Phonetic anomalies persist
The plan was for Magda and me to sit down tonight and write a post based loosely around this picture she took yesterday afternoon. We’d talked about the need for some updated logging of Adam’s hilarious utterances. Though we usually make a point of touching on these in the monthly reports, there’s never enough time or space, and at times we lose sight of the fact that while this site may serve many purposes, its primary importance is as a scrapbook for us, and we’re frequently foregoing the noting down of the things we most want to note down.
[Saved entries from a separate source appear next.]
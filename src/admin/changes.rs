//! Requested changes to people data: field edits, retirements and new legislators.
//!
//! Each request is recorded as a `DeltaSet` that is later published as a pull request
//! against the people repository. Only the bookkeeping lives here; the pull request
//! itself is opened elsewhere and reported back through [`update_pull_status`].

use chrono::{NaiveDate, Utc};
use serde::Deserialize;
use tracing::{info, instrument};

use crate::domain::{DeltaSet, DeltaSetRecord, NewPerson, PersonDelta, PersonRetirement, PullStatus};
use crate::error::{AppError, Result};
use crate::jurisdictions::abbr_to_jid;
use crate::metrics;
use crate::storage::Storage;

const CHAMBERS: [&str; 3] = ["lower", "upper", "legislature"];

#[derive(Debug, Clone, Deserialize)]
pub struct RetirementRequest {
    pub person_id: String,
    pub date: String,
    #[serde(default)]
    pub reason: String,
    #[serde(default)]
    pub is_dead: bool,
    #[serde(default)]
    pub vacant_seat: bool,
}

#[derive(Debug, Clone, Deserialize)]
pub struct NewPersonRequest {
    pub name: String,
    pub state: String,
    pub district: String,
    pub chamber: String,
}

#[derive(Debug, Clone, Deserialize)]
pub struct PersonDeltaRequest {
    pub person_id: String,
    pub data_changes: serde_json::Value,
}

fn empty_set(name: String, created_by: &str) -> DeltaSetRecord {
    DeltaSetRecord {
        delta_set: DeltaSet {
            id: 0,
            name,
            pr_url: String::new(),
            pr_status: PullStatus::NotCreated,
            created_by: created_by.to_string(),
            created_at: Utc::now(),
        },
        person_deltas: Vec::new(),
        person_retirements: Vec::new(),
        new_people: Vec::new(),
    }
}

async fn save(storage: &dyn Storage, record: DeltaSetRecord, kind: &'static str) -> Result<DeltaSetRecord> {
    let id = storage.save_delta_set(&record).await?;
    metrics::admin::delta_set(kind);
    info!(id, name = %record.delta_set.name, kind, "Recorded person change set");
    get_delta_set(storage, id).await
}

async fn person_name(storage: &dyn Storage, person_id: &str) -> Result<String> {
    storage
        .get_people_by_ids(&[person_id.to_string()])
        .await?
        .into_iter()
        .next()
        .map(|person| person.name)
        .ok_or_else(|| AppError::not_found("Person"))
}

fn require(value: &str, field: &str) -> Result<()> {
    if value.trim().is_empty() {
        return Err(AppError::validation(format!("{field} is required")));
    }
    Ok(())
}

/// Record that a legislator left office.
#[instrument(skip(storage, request), fields(person_id = %request.person_id))]
pub async fn retire_person(
    storage: &dyn Storage,
    request: RetirementRequest,
    created_by: &str,
) -> Result<DeltaSetRecord> {
    NaiveDate::parse_from_str(&request.date, "%Y-%m-%d")
        .map_err(|_| AppError::validation(format!("Invalid retirement date \"{}\"", request.date)))?;
    let name = person_name(storage, &request.person_id).await?;

    let mut record = empty_set(format!("retire {name}"), created_by);
    record.person_retirements.push(PersonRetirement {
        id: 0,
        person_id: request.person_id,
        date: request.date,
        reason: request.reason,
        is_dead: request.is_dead,
        vacant_seat: request.vacant_seat,
    });
    save(storage, record, "retirement").await
}

/// Record a legislator who is missing from the people data.
#[instrument(skip(storage, request), fields(name = %request.name))]
pub async fn propose_new_person(
    storage: &dyn Storage,
    request: NewPersonRequest,
    created_by: &str,
) -> Result<DeltaSetRecord> {
    require(&request.name, "name")?;
    require(&request.district, "district")?;
    if !CHAMBERS.contains(&request.chamber.as_str()) {
        return Err(AppError::validation(format!("Unknown chamber \"{}\"", request.chamber)));
    }
    let state = request.state.trim().to_lowercase();
    if storage.get_jurisdiction(&abbr_to_jid(&state)).await?.is_none() {
        return Err(AppError::validation(format!("Unknown state \"{}\"", request.state)));
    }

    let name = request.name.trim().to_string();
    let mut record = empty_set(format!("add {name}"), created_by);
    record.new_people.push(NewPerson {
        id: 0,
        name,
        state,
        district: request.district.trim().to_string(),
        chamber: request.chamber,
    });
    save(storage, record, "new_person").await
}

/// Record field edits to one or more existing people under one set.
#[instrument(skip(storage, deltas))]
pub async fn propose_person_changes(
    storage: &dyn Storage,
    name: &str,
    deltas: Vec<PersonDeltaRequest>,
    created_by: &str,
) -> Result<DeltaSetRecord> {
    require(name, "name")?;
    if deltas.is_empty() {
        return Err(AppError::validation("at least one person delta is required"));
    }
    let mut record = empty_set(name.trim().to_string(), created_by);
    for delta in deltas {
        if !delta.data_changes.as_object().is_some_and(|changes| !changes.is_empty()) {
            return Err(AppError::validation(format!(
                "changes for {} must be a non-empty object",
                delta.person_id
            )));
        }
        person_name(storage, &delta.person_id).await?;
        record.person_deltas.push(PersonDelta {
            id: 0,
            person_id: delta.person_id,
            data_changes: delta.data_changes,
        });
    }
    save(storage, record, "person_delta").await
}

pub async fn get_delta_set(storage: &dyn Storage, id: i64) -> Result<DeltaSetRecord> {
    storage
        .get_delta_set(id)
        .await?
        .ok_or_else(|| AppError::not_found("DeltaSet"))
}

pub async fn list_delta_sets(storage: &dyn Storage, status: Option<PullStatus>) -> Result<Vec<DeltaSet>> {
    storage.list_delta_sets(status).await
}

/// Report progress of the pull request carrying a set. Opening one needs its URL.
#[instrument(skip(storage))]
pub async fn update_pull_status(
    storage: &dyn Storage,
    id: i64,
    status: PullStatus,
    pr_url: Option<&str>,
) -> Result<DeltaSet> {
    let current = get_delta_set(storage, id).await?.delta_set;
    if !current.pr_status.can_become(status) {
        return Err(AppError::validation(format!(
            "cannot move a change set from {} to {}",
            current.pr_status, status
        )));
    }
    let pr_url = pr_url.map(str::trim).filter(|url| !url.is_empty());
    if status == PullStatus::Created && pr_url.is_none() {
        return Err(AppError::validation("pr_url is required once the pull request exists"));
    }
    storage.set_pull_status(id, status, pr_url).await?;
    info!(id, status = %status, "Updated change set pull status");
    Ok(get_delta_set(storage, id).await?.delta_set)
}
So we constantly have a list of things we want never to forget, most of which deal with poop or language acquisition.
Several months ago I noted Adam’s difficulty with the [S + consonant] phoneme family. It continues, and continues to baffle and amuse us. It’s especially difficult given that you never know for sure which language he’s mispronouncing (stand by for extensive post on code-switching/mixing). He spends a fair amount of time talking about the ‘fatwa’, but it turns out that he’s not still pissed at Salman Rushdie but just wants you to turn on the light (Polish: swiatło).
“Papa, let’s go. LET’S GET IN THE CAR AND GO, PAPA. To the new shomps. We can get in the car and go, and we can drive and buy things. FARTIES!“
This chocolate brand will always have a certain meaning for us.